UNITED STATES
SECURITIES AND EXCHANGE COMMISSION
WASHINGTON, D.C. 20549
FORM 8-K
CURRENT REPORT
PURSUANT TO SECTION 13 OR 15(D) OF THE
SECURITIES EXCHANGE ACT OF 1934
Date of Report (Date of earliest event reported): December 12, 2005
ALASKA AIR GROUP, INC.
(Exact name of registrant as specified in its charter)
Delaware | 1-8957 | 91-1292054 | ||
(State or other jurisdiction of incorporation) |
(Commission File No.) | (I.R.S. Employer Identification Number) |
19300 International Boulevard, Seattle, Washington 98188
(Address of Principal Executive Offices) (Zip Code)
Registrants telephone number, including area code: (206) 392-5040
Not Applicable
(Former name or former address, if changed since last report.)
Check the appropriate box below if the Form 8-K filing is intended to simultaneously satisfy the filing obligation of the registrant under any of the following provisions:
¨ | Written communications pursuant to Rule 425 under the Securities Act (17 CFR 230.425) |
¨ | Soliciting material pursuant to Rule 14a-12 under the Exchange Act (17 CFR 240.14a-12) |
¨ | Pre-commencement communications pursuant to Rule 14d-2(b) under the Exchange Act (17 CFR 240.14d-2(b)) |
¨ | Pre-commencement communications pursuant to Rule 13e-4(c) under the Exchange Act (17 CFR 240.13e-4(c)) |
Item 1.01. Entry into a Material Definitive Agreement.
On December 12, 2005, Alaska Air Group, Inc. (the Company) entered into a purchase agreement dated December 12, 2005 (the Purchase Agreement) by and between the Company and Citigroup Global Markets Inc. as representative of the several underwriters named in Schedule A to the Purchase Agreement, relating to the offer and sale of 5,700,000 shares of the Companys common stock, $1.00 par value.

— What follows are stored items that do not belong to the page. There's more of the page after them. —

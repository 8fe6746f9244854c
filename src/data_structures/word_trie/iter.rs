//! Lazy depth-first enumeration of stored words.

use super::node::TrieNode;

/// Iterator over the words stored below a node.
///
/// Words come out in ascending character order, and a word is always
/// yielded before any longer word that extends it.
#[derive(Debug, Clone)]
pub struct Words<'a> {
    /// Path of the node most recently visited
    path: String,
    /// Pending nodes: byte length of the parent's path, incoming edge, node
    stack: Vec<(usize, Option<char>, &'a TrieNode)>,
}

impl<'a> Words<'a> {
    /// Starts a traversal at `node`, whose path from the root is `prefix`.
    pub(crate) fn new(prefix: String, node: &'a TrieNode) -> Self {
        Self {
            stack: vec![(prefix.len(), None, node)],
            path: prefix,
        }
    }

    /// An iterator that yields nothing.
    pub(crate) fn empty() -> Self {
        Self {
            path: String::new(),
            stack: Vec::new(),
        }
    }
}

impl Iterator for Words<'_> {
    type Item = String;

    fn next(&mut self) -> Option<String> {
        while let Some((parent_len, edge, node)) = self.stack.pop() {
            self.path.truncate(parent_len);
            if let Some(c) = edge {
                self.path.push(c);
            }

            // Reverse so the smallest character is popped first.
            let len = self.path.len();
            self.stack
                .extend(node.children().rev().map(|(c, child)| (len, Some(c), child)));

            if node.is_terminal {
                return Some(self.path.clone());
            }
        }
        None
    }
}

The Company also granted the underwriters an option to purchase up to 427,500 additional shares of its common stock to cover over-allotments, if any.
The Company expects to use the net proceeds from the sale of the common stock for general corporate purposes, including working capital, the acquisition of aircraft and other capital expenditures. Accordingly, management will have broad discretion as to the application of the offering proceeds. Pending their ultimate use, the Company expects to invest the net proceeds in interest bearing, investment grade securities.

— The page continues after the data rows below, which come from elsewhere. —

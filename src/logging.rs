//! Logging setup.
//!
//! Log output goes to stderr so it never interleaves with the menu on stdout.

use crate::config::LogConfig;
use crate::error::{WordTrieError, WordTrieResult};
use tracing_subscriber::EnvFilter;

/// Initialize the logging system.
///
/// `RUST_LOG` takes precedence; otherwise the configured level applies.
pub fn init_logging(config: &LogConfig) -> WordTrieResult<()> {
    let filter =
        EnvFilter::try_from_default_env().unwrap_or_else(|_| EnvFilter::new(&config.level));

    let builder = tracing_subscriber::fmt()
        .with_env_filter(filter)
        .with_writer(std::io::stderr)
        .with_line_number(config.source_location)
        .with_file(config.source_location)
        .with_thread_names(true);

    let result = if config.json {
        tracing::subscriber::set_global_default(builder.json().finish())
    } else {
        tracing::subscriber::set_global_default(builder.pretty().finish())
    };

    result.map_err(|e| {
        WordTrieError::Custom(format!("Failed to set global tracing subscriber: {e}"))
    })
}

Some of the underwriters and their affiliates have engaged in, and may in the future engage in, investment banking, commercial bank lending and other commercial dealings in the ordinary course of business with the Company. They have received customary fees and commissions for these transactions. In addition, some of the underwriters and their affiliates are lenders under the Companys principal credit facility.
Item 9.01. Financial Statements and Exhibits.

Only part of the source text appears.